Winter
by Vampy Sparda
Summary: A passerbyer mourns over gravestones in the dead of winter, in a future where the world is decaying and evil is reigning once again.


A/N : Don't own DMC and what not. Another drabble for the sake of practicing angst this time. Get out tissues if you're emotional like me, folks. >.>

* * *

_All of my memories keep you near  
Silent moments imagine you in here  
All of my memories keep you near  
Your silent whispers, silent tears_

_Together in all these memories  
I see your smile  
All the memories I hold dear  
Darling, you know I'll love you  
'till the end of time..._  
**- "Memories" by Within Temptation**

**

* * *

**

Winter has come, as always. Snow's covered the yard, every tombstone glowing under the pristine white. No one ever comes to graveyards when it's snowing, it seems. There aren't any footprints, not even from the occasional squirrel or bird. Not even the birds come here.

The only real speck of color is from a batch of rotted brown roses on one particular tombstone. The stones adjacent to it only have a vase with a single rose. It's depressing, really, coming and seeing the flowers. Dead as the ones buried beneath them. This whole time and place and world is just one gray memory after another.

Above the stones is a weeping willow. Fitting for its placement. Mother planted it there, all those years ago. She planted it for our 'family'. Our brothers in arms, so to speak. Their bloodline is dead, and she planted the willow to mourn over them for as long as it lasts.

The sun's beginning its slow descent again, as it does every day. I was supposed to have returned home long ago, but I am once again drawn to these graves. Every day I've visited my "brothers" for longer periods of time. Today, I cannot seem to draw myself away. And here I've sat on this cold marble bench, watching the dirt covering beings that will never move again. I've shrugged as far as I can into my long coat, and I've yet to feel the biting cold that's continually stinging my face.

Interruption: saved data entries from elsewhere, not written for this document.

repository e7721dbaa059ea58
//! Login to chat account mapping.

use std::{collections::HashMap, path::Path};

use thiserror::Error;

#[derive(Debug, Error)]
pub enum AccountsError {
    #[error("Could not read chat accounts file '{}': {}", path, source)]
    IoError {
        path: String,
        source: std::io::Error,
    },

    #[error("Malformed chat accounts file '{}': {}", path, source)]
    JsonError {
        path: String,
        source: serde_json::Error,
    },
}

/// Source-control login to chat account id mapping.
///
/// Loaded once per invocation. Logins without an entry are rendered as plain text.
#[derive(Debug, Clone, Default, PartialEq, Eq)]
pub struct ChatAccounts {
    accounts: HashMap<String, String>,
}

impl ChatAccounts {
    pub fn new() -> Self {
        Self::default()
    }

    /// Load accounts from a JSON object file (`{"login": "account_id"}`).
    ///
    /// An empty path gives an empty mapping.
    pub fn from_path<P: AsRef<Path>>(path: P) -> Result<Self, AccountsError> {
        let path = path.as_ref();
        if path.as_os_str().is_empty() {
            return Ok(Self::new());
        }

        let display = path.display().to_string();
        let content = std::fs::read_to_string(path).map_err(|e| AccountsError::IoError {
            path: display.clone(),
            source: e,
        })?;

        Self::from_json(&content).map_err(|e| AccountsError::JsonError {
            path: display,
            source: e,
        })
    }

    pub fn from_json(content: &str) -> Result<Self, serde_json::Error> {
        Ok(Self {
            accounts: serde_json::from_str(content)?,
        })
    }

    /// Chat account id for a login.
    pub fn get(&self, login: &str) -> Option<&str> {
        self.accounts.get(login).map(String::as_str)
    }

    pub fn len(&self) -> usize {
        self.accounts.len()
    }

    pub fn is_empty(&self) -> bool {
        self.accounts.is_empty()
    }
}

impl From<HashMap<String, String>> for ChatAccounts {
    fn from(accounts: HashMap<String, String>) -> Self {
        Self { accounts }
    }
}

#[cfg(test)]
mod tests {
    use maplit::hashmap;
    use pretty_assertions::assert_eq;

    use super::*;

    #[test]
    fn parse_accounts() {
        let accounts = ChatAccounts::from_json(r#"{"alice": "U01", "bob": "U02"}"#).unwrap();

        assert_eq!(accounts.len(), 2);
        assert_eq!(accounts.get("alice"), Some("U01"));
        assert_eq!(accounts.get("carol"), None);
    }

    #[test]
    fn parse_malformed_accounts() {
        assert!(ChatAccounts::from_json(r#"["alice"]"#).is_err());
        assert!(ChatAccounts::from_json(r#"{"alice": 1}"#).is_err());
    }

    #[test]
    fn empty_path() {
        assert!(ChatAccounts::from_path("").unwrap().is_empty());
    }

    #[test]
    fn missing_path() {
        assert!(matches!(
            ChatAccounts::from_path("/nonexistent/accounts.json"),
            Err(AccountsError::IoError { path, .. }) if path == "/nonexistent/accounts.json"
        ));
    }

    #[test]
    fn from_map() {
        let accounts: ChatAccounts = hashmap! {
            "alice".to_string() => "U01".to_string()
        }
        .into();

        assert_eq!(accounts.get("alice"), Some("U01"));
    }
}
use serde::{Deserialize, Serialize};

use super::GhActor;

/// GitHub User, as sent in webhook payloads.
#[derive(Debug, Deserialize, Serialize, Clone, Default, PartialEq, Eq)]
pub struct GhUser {
    /// Username.
    pub login: String,
    /// Profile URL.
    #[serde(default)]
    pub html_url: String,
}

impl From<GhUser> for GhActor {
    fn from(user: GhUser) -> Self {
        Self {
            login: user.login,
            url: user.html_url,
        }
    }
}
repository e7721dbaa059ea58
pub mod dispatcher;
use prnotify_ghapi_interface::types::{GhMergeableState, GhPullRequestRecord, GhPullRequestState};
use serde::Serialize;

use super::reconciliation::ReconciledReviewers;

#[derive(Debug, Clone, Copy, PartialEq, Eq, Serialize)]
pub enum ReviewLabel {
    Approved,
    NoReview,
    ChangesRequested,
    ReviewRequested,
}

impl ReviewLabel {
    pub fn text(&self) -> &'static str {
        match self {
            Self::Approved => "Changes approved",
            Self::NoReview => "No requested reviewer",
            Self::ChangesRequested => "Changes requested",
            Self::ReviewRequested => "Review requested",
        }
    }
}

#[derive(Debug, Clone, Copy, PartialEq, Eq, Serialize)]
pub enum MergeLabel {
    NoConflicts,
    MustResolve,
    MergeComplete,
    ClosedWithoutMerge,
}

impl MergeLabel {
    pub fn text(&self) -> &'static str {
        match self {
            Self::NoConflicts => "This branch has no conflicts with the base branch",
            Self::MustResolve => "This branch has conflicts that must be resolved",
            Self::MergeComplete => "The merge is complete",
            Self::ClosedWithoutMerge => "This pull request have been closed without merge.",
        }
    }
}

/// Labels shown on a status message.
#[derive(Debug, Clone, PartialEq, Eq, Serialize)]
pub struct StatusSummary {
    /// Only set on open pull requests.
    pub review_label: Option<ReviewLabel>,
    pub merge_label: MergeLabel,
}

pub fn summarize(
    pull_request: &GhPullRequestRecord,
    reconciled: &ReconciledReviewers,
) -> StatusSummary {
    let open = pull_request.state == GhPullRequestState::Open;

    let review_label = open.then(|| {
        if reconciled.everybody_approved() {
            ReviewLabel::Approved
        } else if reconciled.is_empty() {
            ReviewLabel::NoReview
        } else if !reconciled.change_requesteds.is_empty() {
            ReviewLabel::ChangesRequested
        } else {
            ReviewLabel::ReviewRequested
        }
    });

    let merge_label = if open {
        if pull_request.mergeable == GhMergeableState::Mergeable {
            MergeLabel::NoConflicts
        } else {
            MergeLabel::MustResolve
        }
    } else if pull_request.merged || pull_request.state == GhPullRequestState::Merged {
        MergeLabel::MergeComplete
    } else {
        MergeLabel::ClosedWithoutMerge
    };

    StatusSummary {
        review_label,
        merge_label,
    }
}

/// Plural suffix for a list.
pub fn plural<T>(items: &[T]) -> &'static str {
    if items.len() > 1 {
        "s"
    } else {
        ""
    }
}
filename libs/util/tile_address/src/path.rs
// This file is part of Nitrogen.
//
// Nitrogen is free software: you can redistribute it and/or modify
// it under the terms of the GNU General Public License as published by
// the Free Software Foundation, either version 3 of the License, or
// (at your option) any later version.
//
// Nitrogen is distributed in the hope that it will be useful,
// but WITHOUT ANY WARRANTY; without even the implied warranty of
// MERCHANTABILITY or FITNESS FOR A PARTICULAR PURPOSE.  See the
// GNU General Public License for more details.
//
// You should have received a copy of the GNU General Public License
// along with Nitrogen.  If not, see <http://www.gnu.org/licenses/>.
use crate::{healpix, ImageSet, Projection};
use std::path::{Path, PathBuf};

/// Stable, non-negative identity for an elevation source, used in place of
/// the dataset id so image sets sharing a DEM share its cache.
pub fn dem_hash(dem_url: &str) -> u32 {
    fxhash::hash32(dem_url)
}

/// `<root>/Imagery/<id>/<level>/<y>/<y>_<x><ext>`, or the HiPS layout
/// under the same `<root>/Imagery/<id>` for healpix sets.
pub fn imagery_path(root: &Path, image_set: &ImageSet, level: u32, x: u32, y: u32) -> PathBuf {
    let base = root.join("Imagery").join(image_set.id());
    if image_set.projection() == Projection::Healpix {
        return base.join(format!(
            "{}{}",
            healpix::hips_path(level, x, y),
            image_set.extension()
        ));
    }
    base.join(level.to_string())
        .join(y.to_string())
        .join(format!("{}_{}{}", y, x, image_set.extension()))
}

pub fn imagery_directory(root: &Path, image_set: &ImageSet, level: u32, x: u32, y: u32) -> PathBuf {
    let path = imagery_path(root, image_set, level, x, y);
    path.parent().map(|p| p.to_owned()).unwrap_or(path)
}

/// `<root>/dem/<hash(DemUrl)>/<level>/<y>/<y>_<x>.dem`
pub fn dem_path(root: &Path, image_set: &ImageSet, level: u32, x: u32, y: u32) -> PathBuf {
    root.join("dem")
        .join(dem_hash(image_set.dem_url()).to_string())
        .join(level.to_string())
        .join(y.to_string())
        .join(format!("{}_{}.dem", y, x))
}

Frost doesn't stream down my face as it used to. I've run out of tears. They've been gone months, years. The world has steadily declined as I weep over those who are gone.

…Mother. I promised I'd bury her next to her old "family" when she went. She smiled and told me that the old man would've hated that. Of course, had you spoken of death to him, he would've laughed and shrugged off the subject, saying no way he'll ever die, not while she's alive.

He was wrong. Mother lived and he died to save her, just as he kidded he would.

"Go out with a bang, kid. It's the only way I'd ever go." He'd used to tell me and put a gloved hand on my head, messing up my hair. He had been like a father to me. Funny enough.

I remember one time when I was young, younger than I am now, anyways, and he had come over to spend time with my mother and me. He had told me the story of his brother – his twin, whom he had shared a bond with through his life and even in death. He would always kid, my mother's "brother".

That night he told me the story of his youth, when he was my age.

"My brother grew up a demon. When we were in our teens, he raised up this huge-ass tower right smack dab in the middle of our town. Killed hundreds of people, and summoned a demon to take each dead's place. Opened the gates of Hell."

"For a few minutes, at least." My mother interjected. He laughed and nodded.

"That's how I had come to know your lovely, good-natured mother." They both laughed at this, and I was left in the dust. I understand now why they laughed when they remembered the past.

"When we first really met, I shot him in the forehead." She raised a wrinkled finger to the spot right between her bi-colored eyes.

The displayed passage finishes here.